Panphlan duplicate sequences

Hi there, I am running panphlan v3.1 installed via conda, and when I profile samples with the Prevotella_copri pangenome, I get the following duplicated sequence warnings after panphlan_map.py (the step appears to finish correctly and produce output):

[W::sam_hdr_parse] Duplicated sequence 'GG703878.1'
[W::sam_hdr_parse] Duplicated sequence 'GG703877.1'
[W::sam_hdr_parse] Duplicated sequence 'GG703876.1'
[W::sam_hdr_parse] Duplicated sequence 'GG703875.1'
[W::sam_hdr_parse] Duplicated sequence 'GG703874.1'
[W::sam_hdr_parse] Duplicated sequence 'GG703873.1'
[W::sam_hdr_parse] Duplicated sequence 'GG703872.1'
[W::sam_hdr_parse] Duplicated sequence 'GG703871.1'
[W::sam_hdr_parse] Duplicated sequence 'GG703870.1'
[W::sam_hdr_parse] Duplicated sequence 'GG703869.1'
[W::sam_hdr_parse] Duplicated sequence 'GG703868.1'
[W::sam_hdr_parse] Duplicated sequence 'GG703867.1'
[W::sam_hdr_parse] Duplicated sequence 'GG703866.1'
[W::sam_hdr_parse] Duplicated sequence 'GG703865.1'
[W::sam_hdr_parse] Duplicated sequence 'GG703864.1'
[W::sam_hdr_parse] Duplicated sequence 'GG703863.1'
[W::sam_hdr_parse] Duplicated sequence 'GG703862.1'
[W::sam_hdr_parse] Duplicated sequence 'GG703861.1'
[W::sam_hdr_parse] Duplicated sequence 'GG703860.1'
[W::sam_hdr_parse] Duplicated sequence 'GG703859.1'
[W::sam_hdr_parse] Duplicated sequence 'GG703858.1'
[W::sam_hdr_parse] Duplicated sequence 'GG703857.1'
[W::sam_hdr_parse] Duplicated sequence 'GG703856.1'
[W::sam_hdr_parse] Duplicated sequence 'GG703855.1'
[W::sam_hdr_parse] Duplicated sequence 'GG703854.1'
[W::sam_hdr_parse] Duplicated sequence 'GG703853.1'
[W::sam_hdr_parse] Duplicated sequence 'GG703852.1' 

Indeed, several sequences in Prevotella_copri_pangenome_contigs.fna appear to be duplicated: is this a concern for the reliability of the resulting output?

Thanks!
Fiona

Hello Fiona,

indeed this kind of warning appear for some species, sometimes as warning, sometimes it makes the mapping fail (kind of a random issue yet to be fixed).
It is not a problem for the analysis since the issue is anyway neutralized by the normalization during the profiling process.
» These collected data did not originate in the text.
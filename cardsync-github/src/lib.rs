//! Cardsync GitHub - Issue source over the GitHub GraphQL search API
//!
//! Finds the open issues assigned to or mentioning a user and hands them to
//! the sync engine through [`cardsync_core::IssueSource`].

mod client;
mod error;
mod graphql;
mod issues;

pub use client::GitHubClient;
pub use error::{Error, Result};
pub use issues::{closed_query, search_query};
//! Error types for Trello operations

use thiserror::Error;

/// Result type for Trello operations
pub type Result<T> = std::result::Result<T, Error>;

/// Errors that can occur during Trello operations
#[derive(Error, Debug)]
pub enum Error {
    /// Transport error
    #[error("Trello request failed: {0}")]
    Http(#[from] reqwest::Error),

    /// Non-success response
    #[error("Trello API returned {status} for {path}: {body}")]
    Status {
        status: u16,
        path: String,
        body: String,
    },

    /// Text too long for a description or comment
    #[error("Payload of {length} characters exceeds the limit of {limit}")]
    PayloadTooLarge { length: usize, limit: usize },

    /// Missing or rejected credentials
    #[error("Trello authentication error: {0}")]
    Auth(String),

    /// No open board with the configured name
    #[error("No open board named \"{0}\"")]
    BoardNotFound(String),

    /// No card with the configured label card name
    #[error("No label card named \"{0}\" on the board")]
    LabelCardNotFound(String),

    /// Neither a label map nor a label card is configured
    #[error("Configure either trello.labels or trello.label_card")]
    NoLabelSource,

    /// The configured API URL is unusable
    #[error("Invalid API URL: {0}")]
    InvalidUrl(String),

    /// Unexpected response body
    #[error("Parse error: {0}")]
    Parse(String),
}

impl From<Error> for cardsync_core::Error {
    fn from(err: Error) -> Self {
        match err {
            Error::PayloadTooLarge { length, limit } => {
                cardsync_core::Error::PayloadTooLarge { length, limit }
            }
            Error::Auth(_)
            | Error::BoardNotFound(_)
            | Error::LabelCardNotFound(_)
            | Error::NoLabelSource
            | Error::InvalidUrl(_) => cardsync_core::Error::Config(err.to_string()),
            other => cardsync_core::Error::CardStore(Box::new(other)),
        }
    }
}
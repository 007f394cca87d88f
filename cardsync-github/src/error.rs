//! Error types for GitHub operations

use thiserror::Error;

/// Result type for GitHub operations
pub type Result<T> = std::result::Result<T, Error>;

/// Errors that can occur during GitHub operations
#[derive(Error, Debug)]
pub enum Error {
    /// GitHub REST API error
    #[error("GitHub API error: {0}")]
    Api(#[from] octocrab::Error),

    /// Authentication error
    #[error("GitHub authentication error: {0}")]
    Auth(String),

    /// Transport error talking to the GraphQL endpoint
    #[error("GraphQL request failed: {0}")]
    Http(#[from] reqwest::Error),

    /// The GraphQL endpoint answered with errors
    #[error("GraphQL errors: {0}")]
    GraphQl(String),

    /// Rate limit exceeded
    #[error("GitHub rate limit exceeded: {0}")]
    RateLimited(String),

    /// The configured API URL is unusable
    #[error("Invalid API URL: {0}")]
    InvalidUrl(String),

    /// Parse error
    #[error("Parse error: {0}")]
    Parse(String),

    /// Other error
    #[error("{0}")]
    Other(String),
}

impl From<Error> for cardsync_core::Error {
    fn from(err: Error) -> Self {
        if matches!(err, Error::InvalidUrl(_) | Error::Auth(_)) {
            cardsync_core::Error::Config(err.to_string())
        } else {
            cardsync_core::Error::IssueSource(Box::new(err))
        }
    }
}
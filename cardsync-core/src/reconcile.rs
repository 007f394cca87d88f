//! Reconciliation engine
//!
//! Converges the board towards one fetched issue:
//! 1. Finds existing cards by canonical name (exact match on the store's candidates)
//! 2. Creates a card on every target list that has none, or updates the
//!    description in place when it drifted
//! 3. Converges each card's comments index by index, oldest first
//!
//! Writes that the store rejects as too large are retried once with a
//! degraded payload instead of failing the sync.

use std::collections::HashMap;

use tracing::{debug, info, warn};

use crate::{
    ActionConfig, BoardLayout, CardHandle, CardStore, CardUpdate, Issue, NewCard, Relationship,
    Result, SyncLedger, PLACEHOLDER_COMMENT,
};

/// What happened to one card during convergence
#[derive(Debug, Clone, Copy, PartialEq, Eq)]
pub enum CardState {
    /// No card existed on the list, one was created
    Created,
    /// The card's description drifted and was rewritten
    Updated,
    /// The card already matched; nothing was written
    Unchanged,
}

/// Counts from one comment convergence
#[derive(Debug, Clone, Default, PartialEq, Eq)]
pub struct CommentSync {
    pub created: usize,
    pub updated: usize,
    pub deleted: usize,
    /// Comments written (or kept) as a placeholder
    pub degraded: usize,
    /// Whether labels were re-applied to flag new activity
    pub touched: bool,
}

impl CommentSync {
    /// Whether any comment was created, updated or deleted
    pub fn new_activity(&self) -> bool {
        self.created + self.updated + self.deleted > 0
    }
}

enum DescriptionWrite {
    Written,
    Cleared,
    AlreadyCleared,
}

/// Outcome for one card of an issue
#[derive(Debug, Clone)]
pub struct CardOutcome {
    /// The card as it stands after convergence
    pub card: CardHandle,
    pub state: CardState,
    /// The description was replaced by a degraded payload
    pub degraded: bool,
    pub comments: CommentSync,
}

/// Outcome of reconciling one issue
#[derive(Debug, Clone, Default)]
pub struct Convergence {
    /// The issue was a hollow search result and was not synced
    pub skipped: bool,
    /// Whether the create policy (rather than update) applied
    pub first_sync: bool,
    pub cards: Vec<CardOutcome>,
}

impl Convergence {
    fn skipped() -> Self {
        Self {
            skipped: true,
            ..Default::default()
        }
    }

    /// Number of cards in the given state
    pub fn count(&self, state: CardState) -> usize {
        self.cards.iter().filter(|c| c.state == state).count()
    }
}

/// Converges board state for individual issues
pub struct Reconciler<'a> {
    store: &'a dyn CardStore,
    layout: &'a BoardLayout,
    ledger: Option<&'a dyn SyncLedger>,
}

impl<'a> Reconciler<'a> {
    /// Create a reconciler over a card store and the board's ID maps
    pub fn new(store: &'a dyn CardStore, layout: &'a BoardLayout) -> Self {
        Self {
            store,
            layout,
            ledger: None,
        }
    }

    /// Use a local state cache to decide first vs later syncs
    pub fn with_ledger(mut self, ledger: Option<&'a dyn SyncLedger>) -> Self {
        self.ledger = ledger;
        self
    }

    /// Converge cards and comments for one issue
    pub async fn reconcile(
        &self,
        issue: &Issue,
        relationship: Relationship,
        actions: &ActionConfig,
    ) -> Result<Convergence> {
        if issue.is_hollow() {
            warn!(issue_id = %issue.id, "Skipping issue with empty title");
            return Ok(Convergence::skipped());
        }

        let name = issue.card_name();
        info!(card = %name, %relationship, "Syncing issue");

        let existing = self.find_cards(&name).await?;
        let first_sync = match self.ledger {
            Some(ledger) => ledger.find_issue(&issue.id).await?.is_none(),
            None => existing.is_empty(),
        };
        let policy = actions.policy(first_sync);
        let label_ids = self.layout.label_ids(policy)?;
        let (desc, desc_degraded) = self.fit_description(issue.card_description());
        let comments = issue.comment_texts();

        // One card per list; extra copies on the same list are left alone
        let mut by_list: HashMap<String, CardHandle> = HashMap::new();
        for card in existing {
            if let Some(kept) = by_list.get(&card.list_id) {
                warn!(card = %name, kept = %kept.id, duplicate = %card.id, "Duplicate card on list");
                continue;
            }
            by_list.insert(card.list_id.clone(), card);
        }

        let mut convergence = Convergence {
            skipped: false,
            first_sync,
            cards: Vec::new(),
        };

        for list_name in &policy.lists {
            let list_id = self.layout.list_id(list_name)?;
            if convergence.cards.iter().any(|c| c.card.list_id == list_id) {
                continue;
            }

            let (card, state, degraded) = match by_list.get(list_id) {
                None => {
                    let new = NewCard {
                        name: name.clone(),
                        desc: desc.clone(),
                        list_id: list_id.to_string(),
                        label_ids: label_ids.clone(),
                    };
                    let (card, degraded) = self.create_card(new).await?;
                    info!(card_id = %card.id, list = %list_name, "Created card");
                    (card, CardState::Created, degraded)
                }
                Some(card) if card.desc != desc => {
                    let card = card.clone();
                    let write = self
                        .update_description(&card, &desc, &label_ids)
                        .await
                        .map_err(|e| e.for_card(&card.id))?;
                    match write {
                        DescriptionWrite::Written => {
                            info!(card_id = %card.id, list = %list_name, "Updated card description");
                            let card = CardHandle {
                                desc: desc.clone(),
                                label_ids: label_ids.clone(),
                                ..card
                            };
                            (card, CardState::Updated, false)
                        }
                        DescriptionWrite::Cleared => {
                            let card = CardHandle {
                                desc: String::new(),
                                label_ids: label_ids.clone(),
                                ..card
                            };
                            (card, CardState::Updated, true)
                        }
                        DescriptionWrite::AlreadyCleared => {
                            debug!(card_id = %card.id, list = %list_name, "Description still too large, card unchanged");
                            (card, CardState::Unchanged, true)
                        }
                    }
                }
                Some(card) => {
                    debug!(card_id = %card.id, list = %list_name, "Card unchanged");
                    (card.clone(), CardState::Unchanged, false)
                }
            };

            let comment_sync = self
                .sync_comments(&card, &comments, &label_ids)
                .await
                .map_err(|e| e.for_card(&card.id))?;

            convergence.cards.push(CardOutcome {
                card,
                state,
                degraded: degraded || desc_degraded,
                comments: comment_sync,
            });
        }

        if let Some(ledger) = self.ledger {
            ledger.record_issue(issue, relationship).await?;
            for outcome in &convergence.cards {
                ledger.record_card(&issue.id, &outcome.card).await?;
            }
        }

        Ok(convergence)
    }

    /// Converge a card's comments onto `comments` (oldest first)
    ///
    /// The Nth existing comment is compared to the Nth desired text: extra
    /// existing comments are deleted, differing ones rewritten and missing
    /// ones appended. Any write re-applies `label_ids` to the card.
    pub async fn sync_comments(
        &self,
        card: &CardHandle,
        comments: &[String],
        label_ids: &[String],
    ) -> Result<CommentSync> {
        let existing = self.store.card_comments(&card.id).await?;
        debug!(
            card_id = %card.id,
            existing = existing.len(),
            desired = comments.len(),
            "Syncing comments"
        );

        let mut result = CommentSync::default();

        for (idx, old) in existing.iter().enumerate() {
            let Some(text) = comments.get(idx) else {
                debug!(card_id = %card.id, comment_id = %old.id, "Deleting stale comment");
                self.store.delete_comment(&card.id, &old.id).await?;
                result.deleted += 1;
                continue;
            };

            let (text, degraded) = self.fit_comment(text);
            if degraded {
                result.degraded += 1;
            }
            if old.text == text {
                continue;
            }

            debug!(card_id = %card.id, comment_id = %old.id, "Updating stale comment");
            match self.store.update_comment(&card.id, &old.id, &text).await {
                Ok(()) => result.updated += 1,
                Err(e) if e.is_payload_too_large() => {
                    warn!(
                        card_id = %card.id,
                        comment_id = %old.id,
                        error = %e,
                        "Comment too large, writing placeholder"
                    );
                    result.degraded += 1;
                    if old.text != PLACEHOLDER_COMMENT {
                        self.store
                            .update_comment(&card.id, &old.id, PLACEHOLDER_COMMENT)
                            .await?;
                        result.updated += 1;
                    }
                }
                Err(e) => return Err(e),
            }
        }

        for text in comments.iter().skip(existing.len()) {
            let (text, degraded) = self.fit_comment(text);
            if degraded {
                result.degraded += 1;
            }

            debug!(card_id = %card.id, "Adding new comment");
            match self.store.add_comment(&card.id, &text).await {
                Ok(()) => {}
                Err(e) if e.is_payload_too_large() => {
                    warn!(card_id = %card.id, error = %e, "Comment too large, writing placeholder");
                    result.degraded += 1;
                    self.store
                        .add_comment(&card.id, PLACEHOLDER_COMMENT)
                        .await?;
                }
                Err(e) => return Err(e),
            }
            result.created += 1;
        }

        if result.new_activity() {
            self.store
                .update_card(&card.id, &CardUpdate::labels(label_ids))
                .await?;
            result.touched = true;
        }

        Ok(result)
    }

    /// Create a card, retrying with an empty description if it is too large
    ///
    /// Returns the card and whether the degraded payload was used.
    pub async fn create_card(&self, card: NewCard) -> Result<(CardHandle, bool)> {
        match self.store.create_card(&card).await {
            Ok(created) => Ok((created, false)),
            Err(e) if e.is_payload_too_large() => {
                warn!(
                    card = %card.name,
                    list_id = %card.list_id,
                    error = %e,
                    "Card too large, creating with empty description"
                );
                let degraded = NewCard {
                    desc: String::new(),
                    ..card
                };
                let created = self.store.create_card(&degraded).await?;
                Ok((created, true))
            }
            Err(e) => Err(e),
        }
    }

    async fn find_cards(&self, name: &str) -> Result<Vec<CardHandle>> {
        let candidates = self.store.search_cards_by_name(name).await?;
        Ok(candidates.into_iter().filter(|c| c.name == name).collect())
    }

    /// Rewrite a drifted description, clearing it if the store rejects its size
    ///
    /// A card that is already cleared and carries the right labels is not
    /// written again.
    async fn update_description(
        &self,
        card: &CardHandle,
        desc: &str,
        label_ids: &[String],
    ) -> Result<DescriptionWrite> {
        let update = CardUpdate {
            desc: Some(desc.to_string()),
            label_ids: Some(label_ids.to_vec()),
        };
        match self.store.update_card(&card.id, &update).await {
            Ok(()) => Ok(DescriptionWrite::Written),
            Err(e) if e.is_payload_too_large() => {
                if card.desc.is_empty() && card.label_ids == label_ids {
                    return Ok(DescriptionWrite::AlreadyCleared);
                }
                warn!(card_id = %card.id, error = %e, "Description too large, clearing it");
                let update = CardUpdate {
                    desc: Some(String::new()),
                    ..update
                };
                self.store.update_card(&card.id, &update).await?;
                Ok(DescriptionWrite::Cleared)
            }
            Err(e) => Err(e),
        }
    }

    fn fit_description(&self, desc: String) -> (String, bool) {
        match self.store.payload_limit() {
            Some(limit) if desc.chars().count() > limit => {
                warn!(length = desc.chars().count(), limit, "Description exceeds limit, leaving it empty");
                (String::new(), true)
            }
            _ => (desc, false),
        }
    }

    fn fit_comment(&self, text: &str) -> (String, bool) {
        match self.store.payload_limit() {
            Some(limit) if text.chars().count() > limit => {
                warn!(length = text.chars().count(), limit, "Comment exceeds limit, using placeholder");
                (PLACEHOLDER_COMMENT.to_string(), true)
            }
            _ => (text.to_string(), false),
        }
    }
}
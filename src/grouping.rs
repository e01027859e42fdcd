//! Grouping of data properties by their declaring class.
//!
//! Partitions the currently filtered property list by the IRI of each
//! property's first listed domain class and merges every property with its
//! current match record, producing the view model behind the match table.

use std::collections::HashMap;

use serde::{Deserialize, Serialize};

use crate::model::{DataProperty, MatchRecord};

/// Label of the bucket for properties that declare no domain class. Distinct
/// from any real IRI.
pub const UNSPECIFIED_CLASS: &str = "unspecified class";

/// A property merged with its current match state.
#[derive(Debug, Clone, PartialEq, Serialize, Deserialize)]
pub struct GroupedItem {
    pub property_iri: String,
    pub property_label: String,
    pub table_name: String,
    pub field: String,
    pub score: Option<f64>,
}

/// All properties declared by one class, in input order.
#[derive(Debug, Clone, PartialEq, Serialize, Deserialize)]
pub struct PropertyGroup {
    pub class_name: String,
    /// Empty for the unspecified-class bucket.
    pub class_iri: String,
    pub items: Vec<GroupedItem>,
}

/// Group `filtered_properties` by primary domain class and merge in match
/// records by property IRI. Groups keep first-seen order; properties with no
/// match record default to empty selections. The partition is lossless:
/// every property lands in exactly one group. Never fails.
pub fn group(filtered_properties: &[DataProperty], matches: &[MatchRecord]) -> Vec<PropertyGroup> {
    let match_map: HashMap<&str, &MatchRecord> = matches
        .iter()
        .map(|m| (m.property_iri.as_str(), m))
        .collect();

    let mut groups: Vec<PropertyGroup> = Vec::new();
    let mut group_index: HashMap<String, usize> = HashMap::new();

    for prop in filtered_properties {
        let domain = prop.domains.first().filter(|d| !d.iri.is_empty());
        let (key, class_name, class_iri) = match domain {
            Some(d) => (d.iri.clone(), d.display_label().to_string(), d.iri.clone()),
            None => (
                UNSPECIFIED_CLASS.to_string(),
                UNSPECIFIED_CLASS.to_string(),
                String::new(),
            ),
        };

        let index = *group_index.entry(key).or_insert_with(|| {
            groups.push(PropertyGroup {
                class_name,
                class_iri,
                items: Vec::new(),
            });
            groups.len() - 1
        });

        let record = match_map.get(prop.iri.as_str());
        groups[index].items.push(GroupedItem {
            property_iri: prop.iri.clone(),
            property_label: prop.display_label().to_string(),
            table_name: record.map(|m| m.table_name.clone()).unwrap_or_default(),
            field: record.map(|m| m.field.clone()).unwrap_or_default(),
            score: record.and_then(|m| m.score),
        });
    }

    groups
}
However, if this is a problem anyhow (with other species for example, or to prevent the flood of warnings messages :smile:), I’ve recently added a small script in the PanPhlAn repository on GitHub called panphlan_clean_pangenome.py that will regenerate a “clean” pangenome. Just use :
panphlan_clean_pangenome.py --species Prevotella_copri --pangenome [path to the pangenome folder]

Hope this will be helpful.
Léonard

Thanks Léonard, I appreciate your reply! That’s helpful to know, thanks for linking to the cleaning script!

Best,
Fiona